In 1858 Friedrich August Quenstedt named a new species of Pterodactylus: P. liasicus. It was based on a fossil, holotype GPIT 9533, consisting of some wing bones, found on the Wittberg near Metzingen in layers dating from the early Toarcian, about 180 million years old. The specific name referred to the Lias. Quenstedt thought he had identified long metacarpals in the wing, concluding that the new species was therefore not belonging to more basal genera, like the long-tailed Rhamphorhynchus.
In 1893 commercial fossil collector Bernhard Hauff sr. discovered a skeleton of a large pterosaur near Holzmaden. In 1894 Felix Plieninger based a new genus on this specimen: Campylognathus. The genus name is derived from Greek kampylos, "bent", and gnathos, "jaw", in reference to the bent lower jaw. The type species is Campylognathus zitteli. The specific name honours Alfred von Zittel. The holotype is SMNS 9787.
In 1897 Hauff prepared another specimen that eventually in 1903 was acquired by the Carnegie Museum of Natural History at Pittsburgh. This fossil, CM 11424, is due to its completeness the best source of information about the genus.
In 1901 Plieninger for the first time studied P. liasicus and discovered that Quenstedt had mistaken the, in reality short, metacarpal, for a coracoid, meaning it was a basal pterosaur. In 1906 Plieninger referred P. liasicus and the Pittsburgh specimen to Campylognathus, though not yet establishing the specific status of each of the three exemplars. In 1907 however, Plieninger recognised a second species of Campylognathus: C. liasicus, to which CM 11424 was referred also.
Norwegian entomologist Embrik Strand discovered in the 1920s that the name Campylognathus had previously been used for the African bug Campylognathus nigrensis, a genus of the Heteroptera named in 1890. As the name was thus preoccupied, he renamed the pterosaur Campylognathoides in 1928.

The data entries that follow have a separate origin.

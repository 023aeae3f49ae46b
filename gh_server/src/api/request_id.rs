//! Request ID middleware for tracing and debugging.
//!
//! Every request gets an ID — taken from the incoming `x-request-id` header
//! or freshly generated — which is echoed on the response and attached to the
//! request-lifecycle log lines so failures can be correlated.

use axum::{
    extract::Request,
    http::{HeaderValue, StatusCode},
    middleware::Next,
    response::Response,
};
use uuid::Uuid;

/// Header name for request ID
pub const REQUEST_ID_HEADER: &str = "x-request-id";

/// Generate or extract request ID from headers
fn get_or_generate_request_id(headers: &axum::http::HeaderMap) -> String {
    headers
        .get(REQUEST_ID_HEADER)
        .and_then(|v| v.to_str().ok())
        .map(|s| s.to_string())
        .unwrap_or_else(|| Uuid::new_v4().to_string())
}

/// Middleware to add a request ID to all requests and responses.
pub async fn request_id_middleware(
    mut request: Request,
    next: Next,
) -> Result<Response, StatusCode> {
    let request_id = get_or_generate_request_id(request.headers());

    request
        .extensions_mut()
        .insert(RequestId(request_id.clone()));

    tracing::info!(
        request_id = %request_id,
        method = %request.method(),
        uri = %request.uri(),
        "Request started"
    );

    let response = next.run(request).await;

    let (mut parts, body) = response.into_parts();
    if let Ok(header_value) = HeaderValue::from_str(&request_id) {
        parts.headers.insert(REQUEST_ID_HEADER, header_value);
    }

    tracing::info!(
        request_id = %request_id,
        status = %parts.status,
        "Request completed"
    );

    Ok(Response::from_parts(parts, body))
}

/// Request ID wrapper for extracting from request extensions
#[derive(Clone, Debug)]
pub struct RequestId(pub String);

impl RequestId {
    /// Get the request ID as a string slice
    pub fn as_str(&self) -> &str {
        &self.0
    }
}

/// Axum extractor for request ID
impl<S> axum::extract::FromRequestParts<S> for RequestId
where
    S: Send + Sync,
{
    type Rejection = (StatusCode, &'static str);

    async fn from_request_parts(
        parts: &mut axum::http::request::Parts,
        _state: &S,
    ) -> Result<Self, Self::Rejection> {
        parts.extensions.get::<RequestId>().cloned().ok_or((
            StatusCode::INTERNAL_SERVER_ERROR,
            "Request ID not found in extensions",
        ))
    }
}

During the twentieth century new finds have brought the number of known specimens to about a dozen.
Anatomy and gaitEdit
Compared to its contemporary from the same layers Dorygnathus, the snout on this genus is relatively short, though the skull is still in general elongated, be it much lighter built. The large eye sockets, placed low in the skull above a narrow jugal, have caused some researchers to speculate that Campylognathoides had especially acute vision, or possibly even a nocturnal lifestyle. The back of the skull is relatively high and flat, with a sudden downturn just in front of the eyes. The snout ends in a slender point curving a bit upwards at its very end. A large part of the snout is occupied by long bony nares. Below them a small triangular skull opening, the fenestra antorbitalis is present.
Reflecting the more shallow snout, the teeth of Campylognathoides are also short and not at all laniaries or fang-like as in the markedly heterodont Dorygnathus. They are conical and recurved but have a broad base with the point bevelled off from the inside forming a sharp and strong cutting surface. In the upper jaw there are four rather widely spaced teeth in the praemaxilla gradually increasing in size from the front to the back; the fourth pair of teeth is the largest. Behind them are ten smaller teeth in the maxilla, gradually decreasing posteriorely. In the lower jaw there are twelve to fourteen teeth present in C. liasicus, sixteen to nineteen in C. zitteli. The largest total number is thus 66.
According to a study by Kevin Padian there are eight cervical vertebrae, fourteen dorsals, four or five sacrals and up to 38 caudal vertebrae. The tail base is flexible with about six short vertebrae; behind them the caudals elongate and are stiffened by very long extensions allowing the tail to function as a rudder.
The sternum of Campylognathoides was a rather large rectangular plate of bone with a short forward-facing crest called a cristospina. The upper arm is short but robust with a square deltopectoral crest. The lower arm too is short but wing length is considerable due to the hand, which has short metacarpals but a very long wing finger for a basal pterosaur, of which the second phalanx is the largest. The pteroid is short and robust.
The pelvis is not very well known. A fossil collector found a well preserved Campylognathoides hip in a Braunschweig shale quarry in 1986. This pelvis, BSP 1985 I 87, proved to be scientifically significant because the hip socket was according to Peter Wellnhofer in an upward lateral position, preventing the animal from being able to orient its legs erectly like in dinosaurs, birds and mammals. This would prove that Campylognathoides was not well able to walk on its hind legs but must have walked quadrupedally. This gait posture has been confirmed in other "rhamphorhynchoids" (i.e. basal pterosaurs) as well. However, Padian in 2009 concluded the opposite, stating that an erected position was necessary to place the feet on the ground and that, though a quadrupedal gait was possible, a bipedal way of locomotion was a precondition for a fast gait. This subject remains highly controversial.
The leg is rather short and the feet are small. The fifth toe, often interpreted as carrying a membrane between the legs, is exceptionally short for a basal pterosaur.